German Imperial Navy U-boat

SM UB-122 was a German Type UB III submarine or U-boat in the German Imperial Navy (Kaiserliche Marine) during World War I. She was commissioned into the German Imperial Navy on 4 March 1918 as SM UB-122.

UB-122 was surrendered to the Allies at Harwich on 20 November 1918 in accordance with the requirements of the Armistice with Germany. Having been exhibited at Southampton in December 1918, she was then laid up at Portsmouth until scuttled in the English Channel on 1 July 1921.

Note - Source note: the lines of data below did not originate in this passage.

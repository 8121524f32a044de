//! Tests for `kmscreds add` command.

use crate::support::*;

#[test]
fn test_add_via_stdin() {
    let t = Test::init();

    let output = t.add("api_key", "sk-test-12345");
    assert_success(&output);
    assert_stdout_contains(&output, "stub-kms: encrypting api_key... ok");
    assert_stdout_contains(&output, "✓ added api_key");
    assert_stdout_excludes(&output, "sk-test-12345");

    let cred = t.credential("api_key");
    assert_eq!(cred["description"], "");
    assert!(cred["added_at"].is_string());
    assert!(cred["rotated_at"].is_null());

    assert_exports(&t, &[("api_key", "sk-test-12345")]);
}

#[test]
fn test_add_stores_encoded_ciphertext() {
    let t = Test::with_credentials(&[("api_key", "sk-test-12345")]);

    let ciphertext = t.credential("api_key")["ciphertext"]
        .as_str()
        .unwrap()
        .to_string();
    assert!(ciphertext.starts_with(VERSION_TAG));
    assert_eq!(ciphertext.split(';').count(), 3);
    assert!(!ciphertext.contains("sk-test-12345"));
}

#[test]
fn test_add_with_description() {
    let t = Test::init();

    let output = t
        .cmd()
        .args(["add", "db_password", "--description", "Primary database"])
        .write_stdin("hunter2\n")
        .output()
        .unwrap();
    assert_success(&output);

    assert_eq!(t.credential("db_password")["description"], "Primary database");
}

#[test]
fn test_add_same_value_twice_differs() {
    let t = Test::with_credentials(&[("first", "same"), ("second", "same")]);

    assert_ne!(
        t.credential("first")["ciphertext"],
        t.credential("second")["ciphertext"]
    );
    assert_exports(&t, &[("first", "same"), ("second", "same")]);
}

#[test]
fn test_add_keeps_multiline_value() {
    let t = Test::init();

    let output = t
        .cmd()
        .args(["add", "tls_key"])
        .write_stdin("-----BEGIN KEY-----\nabc\n-----END KEY-----\n")
        .output()
        .unwrap();
    assert_success(&output);

    assert_exports(&t, &[("tls_key", "-----BEGIN KEY-----\nabc\n-----END KEY-----")]);
}

#[test]
fn test_add_duplicate_name_fails() {
    let t = Test::with_credentials(&[("api_key", "first")]);

    let output = assert_untouched(&t, || t.cmd().args(["add", "api_key"]).output().unwrap());
    assert_failure(&output);
    assert_stderr_contains(&output, "a credential named 'api_key' already exists");
    assert_stderr_contains(&output, "kmscreds rotate api_key");
}

#[test]
fn test_add_invalid_name_fails() {
    let t = Test::init();

    for name in ["API_KEY", "api-key", "2fa"] {
        let output = t.cmd().args(["add", name]).output().unwrap();
        assert_failure(&output);
        assert_stderr_contains(&output, "invalid credential name");
    }
    assert_eq!(t.document()["credentials"], serde_json::json!([]));
}

#[test]
fn test_add_empty_value_fails() {
    let t = Test::init();

    let output = t
        .cmd()
        .args(["add", "api_key"])
        .write_stdin("\n")
        .output()
        .unwrap();

    assert_failure(&output);
    assert_stderr_contains(&output, "value for 'api_key' cannot be empty");
    assert_eq!(t.document()["credentials"], serde_json::json!([]));
}

#[test]
fn test_add_without_file_fails() {
    let t = Test::new();

    let output = t.cmd().args(["add", "api_key"]).output().unwrap();
    assert_failure(&output);
    assert_stderr_contains(&output, "unable to read file");
    assert_stderr_contains(&output, "kmscreds init");
    assert!(!t.credentials_path().exists());
}
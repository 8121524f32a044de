//! Tests for error reporting on broken inputs.

use crate::support::*;

#[test]
fn test_not_json() {
    let t = Test::new();
    std::fs::write(t.credentials_path(), "{ not json").unwrap();

    let output = t.list();
    assert_failure(&output);
    assert_stderr_contains(&output, "unable to decode store");
}

#[test]
fn test_unsupported_version() {
    let t = Test::init();
    let mut doc = t.document();
    doc["version"] = serde_json::json!(2);
    t.write_document(&doc);

    let output = t.list();
    assert_failure(&output);
    assert_stderr_contains(&output, "unsupported version 2");
}

#[test]
fn test_bad_ciphertext_tag() {
    let t = Test::with_credentials(&[("api_key", "value")]);
    let mut doc = t.document();
    let ciphertext = doc["credentials"][0]["ciphertext"].as_str().unwrap().to_string();
    doc["credentials"][0]["ciphertext"] =
        serde_json::json!(ciphertext.replacen("EJK1]", "EJK2]", 1));
    t.write_document(&doc);

    let output = t.export("dotenv");
    assert_failure(&output);
    assert_stderr_contains(&output, "invalid format for encoded string");
}

#[test]
fn test_broken_settings_file() {
    let t = Test::init();
    std::fs::write(t.home.path().join("config.toml"), "path = [").unwrap();

    let output = t.list();
    assert_failure(&output);
    assert_stderr_contains(&output, "unable to parse settings");
}

#[test]
fn test_settings_default_path() {
    let t = Test::new();
    std::fs::write(t.home.path().join("config.toml"), "path = \"team.json\"\n").unwrap();

    let output = t.init_cmd(KEY_ID, &[]);
    assert_success(&output);
    assert!(t.dir.path().join("team.json").exists());
    assert!(!t.credentials_path().exists());
}

#[test]
fn test_unknown_command() {
    let t = Test::new();

    let output = t.cmd().arg("frobnicate").output().unwrap();
    assert_failure(&output);
}
//! Rotate KMS key command.
//!
//! Re-encrypts every credential under a new master key and records the new
//! key id in the file.

use std::path::Path;

use tracing::info;

use crate::cli::output;
use crate::core::cipher::kms;
use crate::core::config::Settings;
use crate::core::store::Store;
use crate::core::validation::validate_key_id;
use crate::error::Result;

/// Move the credentials file at `path` to `new_kms_key_id`.
pub fn execute(settings: &Settings, path: &Path, new_kms_key_id: &str) -> Result<()> {
    validate_key_id(new_kms_key_id)?;

    let mut store = Store::load(path)?;
    if store.kms_key_id == new_kms_key_id {
        output::warn(&format!(
            "credentials are already under {}, re-encrypting anyway",
            new_kms_key_id
        ));
    }

    let kms = kms::default_service(settings)?;
    info!(
        from = %store.kms_key_id,
        to = new_kms_key_id,
        count = store.len(),
        "rotating kms key"
    );

    output::progress(&format!(
        "{}: re-encrypting {} credential(s)",
        kms.name(),
        store.len()
    ));
    let result = store.rekey(kms.as_ref(), new_kms_key_id);
    output::progress_done(result.is_ok());
    result?;

    store.save(path)?;
    output::success(&format!(
        "credentials now encrypted under {}",
        output::key(new_kms_key_id)
    ));

    Ok(())
}
use crate::backtest::metrics::{BacktestMetrics, TradeRecord};
use crate::backtest::synthetic::PriceTick;
use crate::execution::{EntryReason, PositionManager, RandomSource, StdRandom, Transition};
use crate::indicators::momentum_index;
use crate::market::PriceWindow;
use crate::Result;
use chrono::{DateTime, Utc};

struct OpenTrade {
    entry_time: DateTime<Utc>,
    entry_reason: EntryReason,
    entry_fee: f64,
}

/// Replays a price series through the live decision path
///
/// Each tick goes through the same price window, momentum index and
/// position manager the streaming session uses, with trading armed from
/// the first tick.
pub struct BacktestRunner {
    initial_balance: f64,
    seed: u64,
}

impl BacktestRunner {
    pub fn new(initial_balance: f64, seed: u64) -> Self {
        Self {
            initial_balance,
            seed,
        }
    }

    /// Run with a seeded random source
    pub fn run(&self, ticks: &[PriceTick]) -> Result<BacktestMetrics> {
        self.run_with(ticks, Box::new(StdRandom::seeded(self.seed)))
    }

    /// Run with an explicit random source
    pub fn run_with(
        &self,
        ticks: &[PriceTick],
        random: Box<dyn RandomSource>,
    ) -> Result<BacktestMetrics> {
        let last_price = match ticks.last() {
            Some(tick) => tick.price,
            None => return Err("Not enough ticks for replay: got 0".into()),
        };

        tracing::info!(ticks = ticks.len(), seed = self.seed, "Starting replay");

        let mut window = PriceWindow::new();
        let mut manager = PositionManager::new(self.initial_balance, random);
        manager.set_armed(true);

        let mut trades = Vec::new();
        let mut open: Option<OpenTrade> = None;

        for tick in ticks {
            window.push(tick.price);
            let indicator = momentum_index(&window);

            match manager.on_price(tick.price, indicator) {
                Some(Transition::Bought { fee, reason, .. }) => {
                    open = Some(OpenTrade {
                        entry_time: tick.timestamp,
                        entry_reason: reason,
                        entry_fee: fee,
                    });
                }
                Some(Transition::Sold {
                    price,
                    holdings,
                    entry_price,
                    fee,
                    realized_pnl,
                    reason,
                    ..
                }) => {
                    let Some(entry) = open.take() else {
                        tracing::warn!("Sell without a recorded entry, skipping");
                        continue;
                    };

                    tracing::debug!(
                        entry_price = %entry_price,
                        exit_price = %price,
                        realized_pnl = %realized_pnl,
                        "Round trip closed"
                    );

                    trades.push(TradeRecord {
                        entry_time: entry.entry_time,
                        exit_time: tick.timestamp,
                        entry_price,
                        exit_price: price,
                        holdings,
                        entry_reason: entry.entry_reason,
                        exit_reason: reason,
                        realized_pnl,
                        entry_fee: entry.entry_fee,
                        fees: entry.entry_fee + fee,
                        holding_period_secs: (tick.timestamp - entry.entry_time).num_seconds(),
                    });
                }
                None => {}
            }
        }

        let wallet = manager.wallet(Some(last_price));
        let metrics = BacktestMetrics::from_trades(
            trades,
            self.initial_balance,
            wallet.balance,
            wallet.equity,
            manager.position().is_long(),
        );

        tracing::info!(
            trades = metrics.total_trades,
            return_pct = %format!("{:.3}", metrics.total_return_pct),
            "Replay complete"
        );

        Ok(metrics)
    }

    /// Run and print the report
    pub fn run_and_report(&self, ticks: &[PriceTick], scenario_name: &str) -> Result<BacktestMetrics> {
        println!("\nReplaying: {}", scenario_name);
        println!("   Ticks: {}", ticks.len());
        println!("   Initial Balance: {:.0}", self.initial_balance);

        let metrics = self.run(ticks)?;
        metrics.print_report();

        Ok(metrics)
    }
}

Although contemporary Admiralty documents leave no room for doubt as to UB-122s fate, her name has become widely associated with one of three submarine-wrecks in the Medway, which another Admiralty document makes clear can only be one of UB-144, UB-145 or UB-150.

==Construction==

She was built by AG Weser of Bremen and following just under a year of construction, launched at Bremen on 4 March 1918. UB-122 was commissioned later the same year under the command of Oblt.z.S. Alexander Magnus. Like all Type UB III submarines, UB-122 carried 10 torpedoes and was armed with a 8.8 cm deck gun. UB-122 would carry a crew of up to 3 officer and 31 men and had a cruising range of 7,280 nmi. UB-122 had a displacement of 512 t while surfaced and 643 t when submerged. Her engines enabled her to travel at 13.9 kn when surfaced and 7.6 kn when submerged.